▸ What you have to do:
A verbatim copy of the data below is the required output.

Material shown START

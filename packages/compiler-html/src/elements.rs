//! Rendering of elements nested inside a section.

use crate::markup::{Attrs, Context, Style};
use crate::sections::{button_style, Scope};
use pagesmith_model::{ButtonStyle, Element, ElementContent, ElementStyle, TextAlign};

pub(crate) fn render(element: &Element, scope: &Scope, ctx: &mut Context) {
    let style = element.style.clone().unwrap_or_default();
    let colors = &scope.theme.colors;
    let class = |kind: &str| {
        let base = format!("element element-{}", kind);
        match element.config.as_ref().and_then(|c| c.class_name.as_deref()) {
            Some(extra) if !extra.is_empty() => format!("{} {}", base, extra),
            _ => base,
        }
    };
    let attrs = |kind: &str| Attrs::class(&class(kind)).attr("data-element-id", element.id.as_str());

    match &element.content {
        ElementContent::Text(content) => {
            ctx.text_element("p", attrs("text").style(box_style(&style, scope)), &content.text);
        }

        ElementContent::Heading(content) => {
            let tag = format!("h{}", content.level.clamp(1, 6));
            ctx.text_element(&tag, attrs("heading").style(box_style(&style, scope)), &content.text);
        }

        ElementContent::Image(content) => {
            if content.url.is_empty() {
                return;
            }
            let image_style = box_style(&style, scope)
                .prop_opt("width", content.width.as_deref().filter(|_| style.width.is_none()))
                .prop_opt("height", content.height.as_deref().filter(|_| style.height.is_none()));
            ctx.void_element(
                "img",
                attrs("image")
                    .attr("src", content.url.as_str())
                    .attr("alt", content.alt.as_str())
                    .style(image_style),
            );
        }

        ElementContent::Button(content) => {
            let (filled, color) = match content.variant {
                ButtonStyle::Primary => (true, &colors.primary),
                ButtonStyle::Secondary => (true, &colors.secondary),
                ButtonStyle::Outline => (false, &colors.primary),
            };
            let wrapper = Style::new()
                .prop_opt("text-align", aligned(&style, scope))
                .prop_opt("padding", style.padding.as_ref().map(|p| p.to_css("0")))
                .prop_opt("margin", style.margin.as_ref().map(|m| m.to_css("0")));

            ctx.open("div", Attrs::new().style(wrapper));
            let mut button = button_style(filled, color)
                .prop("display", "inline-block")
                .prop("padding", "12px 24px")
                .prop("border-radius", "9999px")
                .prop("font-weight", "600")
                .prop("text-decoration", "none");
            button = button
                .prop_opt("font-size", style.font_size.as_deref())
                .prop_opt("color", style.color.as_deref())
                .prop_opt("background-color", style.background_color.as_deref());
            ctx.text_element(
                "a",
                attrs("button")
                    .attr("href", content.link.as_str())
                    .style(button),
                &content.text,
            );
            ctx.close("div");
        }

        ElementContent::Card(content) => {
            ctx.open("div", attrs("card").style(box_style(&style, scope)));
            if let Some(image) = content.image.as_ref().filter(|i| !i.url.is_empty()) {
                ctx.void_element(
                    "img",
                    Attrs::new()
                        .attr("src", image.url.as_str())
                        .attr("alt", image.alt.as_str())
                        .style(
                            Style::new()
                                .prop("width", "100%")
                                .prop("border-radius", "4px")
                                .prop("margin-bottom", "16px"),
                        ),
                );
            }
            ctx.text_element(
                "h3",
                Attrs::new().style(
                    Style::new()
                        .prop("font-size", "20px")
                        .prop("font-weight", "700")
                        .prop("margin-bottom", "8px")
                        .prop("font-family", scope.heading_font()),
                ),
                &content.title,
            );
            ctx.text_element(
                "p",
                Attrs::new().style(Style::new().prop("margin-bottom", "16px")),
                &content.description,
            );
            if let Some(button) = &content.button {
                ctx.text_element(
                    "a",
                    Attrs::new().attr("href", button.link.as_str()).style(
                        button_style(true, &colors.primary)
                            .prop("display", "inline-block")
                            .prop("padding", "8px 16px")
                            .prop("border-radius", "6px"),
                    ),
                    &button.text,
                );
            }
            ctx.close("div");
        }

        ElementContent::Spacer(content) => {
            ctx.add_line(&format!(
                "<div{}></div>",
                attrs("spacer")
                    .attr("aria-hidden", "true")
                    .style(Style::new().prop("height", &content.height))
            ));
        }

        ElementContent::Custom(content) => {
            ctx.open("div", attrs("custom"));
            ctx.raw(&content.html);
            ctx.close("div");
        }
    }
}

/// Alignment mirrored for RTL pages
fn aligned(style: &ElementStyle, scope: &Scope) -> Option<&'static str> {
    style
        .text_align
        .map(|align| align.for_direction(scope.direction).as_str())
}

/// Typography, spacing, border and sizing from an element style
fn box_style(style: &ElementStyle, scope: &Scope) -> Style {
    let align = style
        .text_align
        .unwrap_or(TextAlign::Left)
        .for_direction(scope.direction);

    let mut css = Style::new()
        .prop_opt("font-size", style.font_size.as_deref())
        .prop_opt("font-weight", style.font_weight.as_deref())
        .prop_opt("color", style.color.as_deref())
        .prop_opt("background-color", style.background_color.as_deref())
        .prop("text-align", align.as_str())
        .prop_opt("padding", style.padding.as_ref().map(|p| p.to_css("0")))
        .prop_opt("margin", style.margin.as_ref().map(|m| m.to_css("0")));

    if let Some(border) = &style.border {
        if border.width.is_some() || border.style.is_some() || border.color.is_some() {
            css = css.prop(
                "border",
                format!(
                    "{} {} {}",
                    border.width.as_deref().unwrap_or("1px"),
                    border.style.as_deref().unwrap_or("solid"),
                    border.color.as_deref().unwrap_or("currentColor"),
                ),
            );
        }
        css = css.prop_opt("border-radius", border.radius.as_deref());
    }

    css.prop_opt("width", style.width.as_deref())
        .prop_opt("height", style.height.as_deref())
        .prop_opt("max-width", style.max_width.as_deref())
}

Material shown END

▸ Problem solution:
filename packages/compiler-html/src/elements.rs
//! Rendering of elements nested inside a section.

use crate::markup::{Attrs, Context, Style};
use crate::sections::{button_style, Scope};
use pagesmith_model::{ButtonStyle, Element, ElementContent, ElementStyle, TextAlign};

pub(crate) fn render(element: &Element, scope: &Scope, ctx: &mut Context) {
    let style = element.style.clone().unwrap_or_default();
    let colors = &scope.theme.colors;
    let class = |kind: &str| {
        let base = format!("element element-{}", kind);
        match element.config.as_ref().and_then(|c| c.class_name.as_deref()) {
            Some(extra) if !extra.is_empty() => format!("{} {}", base, extra),
            _ => base,
        }
    };
    let attrs = |kind: &str| Attrs::class(&class(kind)).attr("data-element-id", element.id.as_str());

    match &element.content {
        ElementContent::Text(content) => {
            ctx.text_element("p", attrs("text").style(box_style(&style, scope)), &content.text);
        }

        ElementContent::Heading(content) => {
            let tag = format!("h{}", content.level.clamp(1, 6));
            ctx.text_element(&tag, attrs("heading").style(box_style(&style, scope)), &content.text);
        }

        ElementContent::Image(content) => {
            if content.url.is_empty() {
                return;
            }
            let image_style = box_style(&style, scope)
                .prop_opt("width", content.width.as_deref().filter(|_| style.width.is_none()))
                .prop_opt("height", content.height.as_deref().filter(|_| style.height.is_none()));
            ctx.void_element(
                "img",
                attrs("image")
                    .attr("src", content.url.as_str())
                    .attr("alt", content.alt.as_str())
                    .style(image_style),
            );
        }

        ElementContent::Button(content) => {
            let (filled, color) = match content.variant {
                ButtonStyle::Primary => (true, &colors.primary),
                ButtonStyle::Secondary => (true, &colors.secondary),
                ButtonStyle::Outline => (false, &colors.primary),
            };
            let wrapper = Style::new()
                .prop_opt("text-align", aligned(&style, scope))
                .prop_opt("padding", style.padding.as_ref().map(|p| p.to_css("0")))
                .prop_opt("margin", style.margin.as_ref().map(|m| m.to_css("0")));

            ctx.open("div", Attrs::new().style(wrapper));
            let mut button = button_style(filled, color)
                .prop("display", "inline-block")
                .prop("padding", "12px 24px")
                .prop("border-radius", "9999px")
                .prop("font-weight", "600")
                .prop("text-decoration", "none");
            button = button
                .prop_opt("font-size", style.font_size.as_deref())
                .prop_opt("color", style.color.as_deref())
                .prop_opt("background-color", style.background_color.as_deref());
            ctx.text_element(
                "a",
                attrs("button")
                    .attr("href", content.link.as_str())
                    .style(button),
                &content.text,
            );
            ctx.close("div");
        }

        ElementContent::Card(content) => {
            ctx.open("div", attrs("card").style(box_style(&style, scope)));
            if let Some(image) = content.image.as_ref().filter(|i| !i.url.is_empty()) {
                ctx.void_element(
                    "img",
                    Attrs::new()
                        .attr("src", image.url.as_str())
                        .attr("alt", image.alt.as_str())
                        .style(
                            Style::new()
                                .prop("width", "100%")
                                .prop("border-radius", "4px")
                                .prop("margin-bottom", "16px"),
                        ),
                );
            }
            ctx.text_element(
                "h3",
                Attrs::new().style(
                    Style::new()
                        .prop("font-size", "20px")
                        .prop("font-weight", "700")
                        .prop("margin-bottom", "8px")
                        .prop("font-family", scope.heading_font()),
                ),
                &content.title,
            );
            ctx.text_element(
                "p",
                Attrs::new().style(Style::new().prop("margin-bottom", "16px")),
                &content.description,
            );
            if let Some(button) = &content.button {
                ctx.text_element(
                    "a",
                    Attrs::new().attr("href", button.link.as_str()).style(
                        button_style(true, &colors.primary)
                            .prop("display", "inline-block")
                            .prop("padding", "8px 16px")
                            .prop("border-radius", "6px"),
                    ),
                    &button.text,
                );
            }
            ctx.close("div");
        }

        ElementContent::Spacer(content) => {
            ctx.add_line(&format!(
                "<div{}></div>",
                attrs("spacer")
                    .attr("aria-hidden", "true")
                    .style(Style::new().prop("height", &content.height))
            ));
        }

        ElementContent::Custom(content) => {
            ctx.open("div", attrs("custom"));
            ctx.raw(&content.html);
            ctx.close("div");
        }
    }
}

/// Alignment mirrored for RTL pages
fn aligned(style: &ElementStyle, scope: &Scope) -> Option<&'static str> {
    style
        .text_align
        .map(|align| align.for_direction(scope.direction).as_str())
}

/// Typography, spacing, border and sizing from an element style
fn box_style(style: &ElementStyle, scope: &Scope) -> Style {
    let align = style
        .text_align
        .unwrap_or(TextAlign::Left)
        .for_direction(scope.direction);

    let mut css = Style::new()
        .prop_opt("font-size", style.font_size.as_deref())
        .prop_opt("font-weight", style.font_weight.as_deref())
        .prop_opt("color", style.color.as_deref())
        .prop_opt("background-color", style.background_color.as_deref())
        .prop("text-align", align.as_str())
        .prop_opt("padding", style.padding.as_ref().map(|p| p.to_css("0")))
        .prop_opt("margin", style.margin.as_ref().map(|m| m.to_css("0")));

    if let Some(border) = &style.border {
        if border.width.is_some() || border.style.is_some() || border.color.is_some() {
            css = css.prop(
                "border",
                format!(
                    "{} {} {}",
                    border.width.as_deref().unwrap_or("1px"),
                    border.style.as_deref().unwrap_or("solid"),
                    border.color.as_deref().unwrap_or("currentColor"),
                ),
            );
        }
        css = css.prop_opt("border-radius", border.radius.as_deref());
    }

    css.prop_opt("width", style.width.as_deref())
        .prop_opt("height", style.height.as_deref())
        .prop_opt("max-width", style.max_width.as_deref())
}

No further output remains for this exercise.